BOW is a buzzword among certain circles of Arizona women. Mutter the acronym in the right company, and you'll ignite a wildfire of storytelling punctuated by giggles, red-faced gasps and more references to nature than a National Geographic special.
The acronym stands for Becoming an Outdoors-Woman, and it's a sleep-away retreat conducted three times per year by the Arizona Wildlife Federation to teach women from all walks of life how to function and frolic in the great outdoors.
The next session is slated for Feb. 6-8 near Mesa. Registration is now open for women who wish to attend.
At BOW, experienced woodswomen bunk alongside froufrou gals who've never been camping, much less gone to the bathroom in the woods. By day, they attend hands-on workshops devoted to topics like fly fishing, hunting, predator calling, dutch-oven cooking, outdoor photography, birding and tracking. At night, they sip wine, sample game and bond around the campfire.
More than 80 BOW workshops are conducted in North America annually, and more than 20,000 women participate each year. In Arizona, courses are taught by professionals and volunteers from outdoor agencies and clubs around the state.
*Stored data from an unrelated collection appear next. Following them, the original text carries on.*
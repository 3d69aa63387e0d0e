/// Melodia - command-line client for the music streaming backend
use anyhow::Context;
use clap::{ArgAction, Parser, Subcommand};
use melodia_client::{ClientConfig, FileTokenStore, MusicClient, SessionStore};
use std::path::PathBuf;
use std::sync::Arc;
use tracing_subscriber::{layer::SubscriberExt, util::SubscriberInitExt};

mod commands;
mod format;

/// Filter used when neither `RUST_LOG` nor `--log-level` is given
const DEFAULT_LOG_FILTER: &str = "melodia=info,melodia_client=info";

#[derive(Parser)]
#[command(name = "melodia")]
#[command(about = "Melodia music streaming client", version, long_about = None)]
struct Cli {
    /// Configuration file path
    #[arg(short, long, env = "MELODIA_CONFIG", global = true)]
    config: Option<PathBuf>,

    /// Backend base URL (overrides configuration)
    #[arg(long, global = true)]
    api_url: Option<String>,

    /// Log filter, e.g. "debug" or "melodia_client=trace"
    #[arg(long, global = true)]
    log_level: Option<String>,

    /// Print raw JSON instead of tables
    #[arg(long, global = true)]
    json: bool,

    #[command(subcommand)]
    command: Commands,
}

#[derive(Subcommand)]
pub enum Commands {
    /// Log in and store the session token
    Login {
        /// Username or email
        identifier: String,
        #[arg(short, long, env = "MELODIA_PASSWORD", hide_env_values = true)]
        password: String,
    },
    /// Create a new account
    Register {
        username: String,
        email: String,
        #[arg(short, long, env = "MELODIA_PASSWORD", hide_env_values = true)]
        password: String,
        /// Create an administrator account instead
        #[arg(long)]
        admin: bool,
    },
    /// End the session and forget the stored token
    Logout,
    /// Show the logged-in user
    Whoami,
    /// Show the profile of the logged-in user
    Profile,
    /// Check backend health
    Health,
    /// Build a play queue from the catalogue and show its play order
    Queue {
        /// Queue search results instead of the whole catalogue
        #[arg(short, long)]
        query: Option<String>,
        /// Shuffle the play order
        #[arg(short, long)]
        shuffle: bool,
        /// Song to start from (defaults to the first)
        #[arg(long)]
        start: Option<String>,
    },
    /// Browse and manage songs
    #[command(subcommand)]
    Songs(SongsCommand),
    /// Manage favorites
    #[command(subcommand)]
    Favorites(FavoritesCommand),
    /// Administrator tools
    #[command(subcommand)]
    Admin(AdminCommand),
}

#[derive(Subcommand)]
pub enum SongsCommand {
    /// List all songs
    List,
    /// Search by title, artist or album
    Search { query: String },
    /// Recently added songs
    Recent,
    /// Most played songs
    Popular,
    /// Create song metadata without uploading media
    Create {
        #[command(flatten)]
        track: TrackArgs,
    },
    /// Delete a song
    Delete { id: String },
    /// Upload a media file
    Upload {
        path: PathBuf,
        #[arg(short, long)]
        title: String,
        #[arg(short, long)]
        artist: String,
    },
}

#[derive(Subcommand)]
pub enum FavoritesCommand {
    /// List favorite songs
    List,
    /// Mark a song
    Add { id: String },
    /// Unmark a song
    Remove { id: String },
    /// Flip the mark on a song
    Toggle { id: String },
    /// Show whether a song is marked
    Check { id: String },
}

#[derive(Subcommand)]
pub enum AdminCommand {
    /// User and song totals
    Dashboard,
    /// List all users
    Users,
    /// Enable or disable an account
    SetStatus {
        id: String,
        #[arg(action = ArgAction::Set)]
        active: bool,
    },
    /// Delete an account
    DeleteUser { id: String },
    /// Replace a song's metadata
    UpdateSong {
        id: String,
        #[command(flatten)]
        track: TrackArgs,
    },
    /// Cache statistics
    CacheStats,
    /// Clear the rate limit of a user or address
    ResetRateLimit { identifier: String },
}

/// Song metadata flags
#[derive(clap::Args)]
pub struct TrackArgs {
    #[arg(short, long)]
    title: String,
    #[arg(short, long)]
    artist: String,
    /// Media URL
    #[arg(long)]
    file_url: String,
    #[arg(long)]
    album: Option<String>,
    #[arg(long)]
    genre: Option<String>,
    /// Duration in seconds
    #[arg(long)]
    duration: Option<f64>,
    #[arg(long)]
    cover_image_url: Option<String>,
}

impl From<TrackArgs> for melodia_core::NewTrack {
    fn from(args: TrackArgs) -> Self {
        Self {
            title: args.title,
            artist: args.artist,
            album: args.album,
            genre: args.genre,
            duration: args.duration,
            file_url: args.file_url,
            cover_image_url: args.cover_image_url,
        }
    }
}

#[tokio::main]
async fn main() -> anyhow::Result<()> {
    let cli = Cli::parse();

    // Initialize tracing
    let filter = tracing_subscriber::EnvFilter::try_from_default_env()
        .or_else(|_| match cli.log_level.as_deref() {
            Some(level) => tracing_subscriber::EnvFilter::try_new(level),
            None => tracing_subscriber::EnvFilter::try_new(DEFAULT_LOG_FILTER),
        })
        .context("Invalid log filter")?;
    tracing_subscriber::registry()
        .with(filter)
        .with(tracing_subscriber::fmt::layer().with_writer(std::io::stderr))
        .init();

    let mut config =
        ClientConfig::load(cli.config.as_deref()).context("Failed to load configuration")?;
    if let Some(url) = cli.api_url {
        config.api_base_url = url;
    }
    tracing::debug!(api = %config.api_base_url, "Configuration loaded");

    let tokens = Arc::new(FileTokenStore::new(config.resolved_token_path()));
    let client = MusicClient::new(&config, tokens).context("Failed to create client")?;
    let session = SessionStore::new(client);

    commands::run(cli.command, &session, cli.json).await
}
In other seasons, the programs are held at a bring-your-bedroll camp near Prescott, but February's BOW is billed as a "deluxe" version. It offers cushier digs at Saguaro Lake Ranch, a rustic bed-and-breakfast resort just outside of Mesa. Courses are tailored to the Sonoran desert setting, and there's a smaller crowd - participants are limited to 40, versus about 100 in the spring and summer sessions.
A $375 fee includes meals, lodging, instruction, class materials and a trail ride on horseback. Participants may select their courses, and roommate requests can be made. Registration is limited to women age 18 and older and is required in advance through Arizona Wildlife Federation.